SÃO PAULO, SP (FOLHAPRESS) - A instalação de um conjunto de telões eletrônicos na esquina das avenidas Ipiranga e São João será debatida às 14h da próxima quarta-feira (11) pela CPPU (Comissão de Proteção à Paisagem Urbana), órgão ligado à Prefeitura de São Paulo cuja principal atribuição é zelar pelo cumprimento da Lei Cidade Limpa, segundo convocação para reunião extraordinária publicada nesta quarta-feira (4).
O projeto apelidado de "Times Square" do centro paulistano já foi aprovado no Conpresp, o conselho de preservação do patrimônio da cidade, e agora precisa superar esta última etapa para que a capital paulista tenha uma concentração de fachadas luminosas nos moldes da que existe em Nova York.
É concreta a perspectiva de avanço do Boulevard São João, nome oficial da proposta, por um período de três anos. A permanência dos painéis, porém, será condicionada a um rigoroso controle da CPPU sob risco de revogação a qualquer momento pela prefeitura, afirmou à Folha de S.Paulo um integrante da comissão.
Um dos pontos centrais da Lei Cidade Limpa é a proibição total à propaganda de terceiros em painéis externos, limitando esse tipo de veiculação aos abrigos de ônibus e relógios de rua. Mas termos de cooperação permitem flexibilizações pontuais. Em geral, esse instrumento permite projeções de imagens ligadas à promoção de atividades culturais e manifestações artísticas.

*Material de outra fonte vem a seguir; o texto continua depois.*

//! In-memory repositories for tests and local wiring.

use std::collections::HashMap;
use std::sync::Arc;

use async_trait::async_trait;
use common::EntityId;
use tokio::sync::RwLock;

use crate::error::DomainError;
use crate::models::{Entity, Store};
use crate::repository::{Repository, RetrieveConfig, StoreService};

struct InMemoryRepositoryState<T> {
    entities: HashMap<EntityId, T>,
    requests: Vec<RetrieveConfig>,
    unavailable: bool,
}

impl<T> Default for InMemoryRepositoryState<T> {
    fn default() -> Self {
        Self {
            entities: HashMap::new(),
            requests: Vec::new(),
            unavailable: false,
        }
    }
}

/// In-memory repository keyed by entity id.
///
/// Records every request so tests can assert which relations were asked for,
/// or that no fetch happened at all.
pub struct InMemoryRepository<T> {
    state: Arc<RwLock<InMemoryRepositoryState<T>>>,
}

impl<T> Clone for InMemoryRepository<T> {
    fn clone(&self) -> Self {
        Self {
            state: Arc::clone(&self.state),
        }
    }
}

impl<T> Default for InMemoryRepository<T> {
    fn default() -> Self {
        Self {
            state: Arc::new(RwLock::new(InMemoryRepositoryState::default())),
        }
    }
}

impl<T: Entity + Clone + Send + Sync> InMemoryRepository<T> {
    /// Creates an empty repository.
    pub fn new() -> Self {
        Self::default()
    }

    /// Creates a repository pre-populated with entities.
    pub fn from_entities(entities: impl IntoIterator<Item = T>) -> Self {
        let state = InMemoryRepositoryState {
            entities: entities
                .into_iter()
                .map(|e| (e.id().clone(), e))
                .collect(),
            ..Default::default()
        };
        Self {
            state: Arc::new(RwLock::new(state)),
        }
    }

    /// Inserts or replaces an entity.
    pub async fn insert(&self, entity: T) {
        let mut state = self.state.write().await;
        state.entities.insert(entity.id().clone(), entity);
    }

    /// Makes every subsequent call fail with a repository error.
    pub async fn set_unavailable(&self, unavailable: bool) {
        self.state.write().await.unavailable = unavailable;
    }

    /// Number of retrieve/list calls served so far.
    pub async fn request_count(&self) -> usize {
        self.state.read().await.requests.len()
    }

    /// The configs passed to each retrieve/list call, in order.
    pub async fn requests(&self) -> Vec<RetrieveConfig> {
        self.state.read().await.requests.clone()
    }
}

#[async_trait]
impl<T: Entity + Clone + Send + Sync> Repository<T> for InMemoryRepository<T> {
    async fn retrieve(&self, id: &EntityId, config: &RetrieveConfig) -> Result<T, DomainError> {
        let mut state = self.state.write().await;
        state.requests.push(config.clone());

        if state.unavailable {
            return Err(DomainError::Repository(format!("{} repository unavailable", T::KIND)));
        }

        state
            .entities
            .get(id)
            .cloned()
            .ok_or_else(|| DomainError::NotFound {
                entity: T::KIND,
                id: id.clone(),
            })
    }

    async fn list(
        &self,
        ids: &[EntityId],
        config: &RetrieveConfig,
    ) -> Result<Vec<T>, DomainError> {
        let mut state = self.state.write().await;
        state.requests.push(config.clone());

        if state.unavailable {
            return Err(DomainError::Repository(format!("{} repository unavailable", T::KIND)));
        }

        Ok(ids
            .iter()
            .filter_map(|id| state.entities.get(id).cloned())
            .collect())
    }
}

/// Store settings held in memory.
#[derive(Debug, Clone, Default)]
pub struct InMemoryStoreService {
    store: Arc<RwLock<Store>>,
}

impl InMemoryStoreService {
    /// Creates a service returning the given store.
    pub fn new(store: Store) -> Self {
        Self {
            store: Arc::new(RwLock::new(store)),
        }
    }

    /// Replaces the store settings.
    pub async fn set(&self, store: Store) {
        *self.store.write().await = store;
    }
}

#[async_trait]
impl StoreService for InMemoryStoreService {
    async fn retrieve(&self) -> Result<Store, DomainError> {
        Ok(self.store.read().await.clone())
    }
}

A Times Square paulistana também busca amparo legal em um termo de cooperação que prevê a exibição de informações culturais e institucionais para 70% do conteúdo transmitido. Os outros 30% seriam destinados aos apoiadores, ou seja, à publicidade de empresas que vão investir no projeto. Tais condições, no entanto, deverão ser avaliadas pela CPPU.
Os painéis seriam instalados em quatro edifícios principais: o Cine Paris República, o edifício Herculano de Almeida, a Galeria Sampa e o Edifício New York, também conhecido como o prédio do relógio do Citibank, na esquina das avenidas Ipiranga e São João, segundo a proposta.
O edifício Independência, onde funciona o Bar Brahma, não receberia painéis físicos, mas seria um local para projeções noturnas. Isso incluiria o prédio no roteiro, mas evitaria que sua fachada histórica fosse ocultada por estruturas permanentes. A Fábrica de Bares ?empresa dona de estabelecimentos como o próprio Bar Brahma? ficaria responsável pela implantação.
A quantidade e até mesmo o tamanho das instalações também poderá ser modificada pela equipe que cuida da Lei Cidade Limpa. Uma das possibilidades avaliadas pela comissão é a implantação controlada de alguns painéis para uma avaliação inicial.
Iniciativa de empresários da região central apoiada pela gestão do prefeito Ricardo Nunes (MDB), a transformação da famosa esquina paulistana em uma praça iluminada nasce com o propósito de se tornar uma atração turística e colaborar com ações de requalificação das áreas mais degradadas do centro.
O investimento privado previsto supera os R$ 53 milhões para implantação e manutenção dos painéis. Desse total, R$ 2 milhões serão alocados como contrapartida para restauração de três elementos históricos do centro: a fachada da Igreja dos Homens Pretos e o monumento Mãe Preta, no largo do Paiçandu, além do Relógio de Nichile, na praça Antônio Prado.
Oficialmente, a gestão Nunes afirmou que a implantação do projeto está condicionada à aprovação na CPPU e que o Boulevard São João seguirá as normas previstas.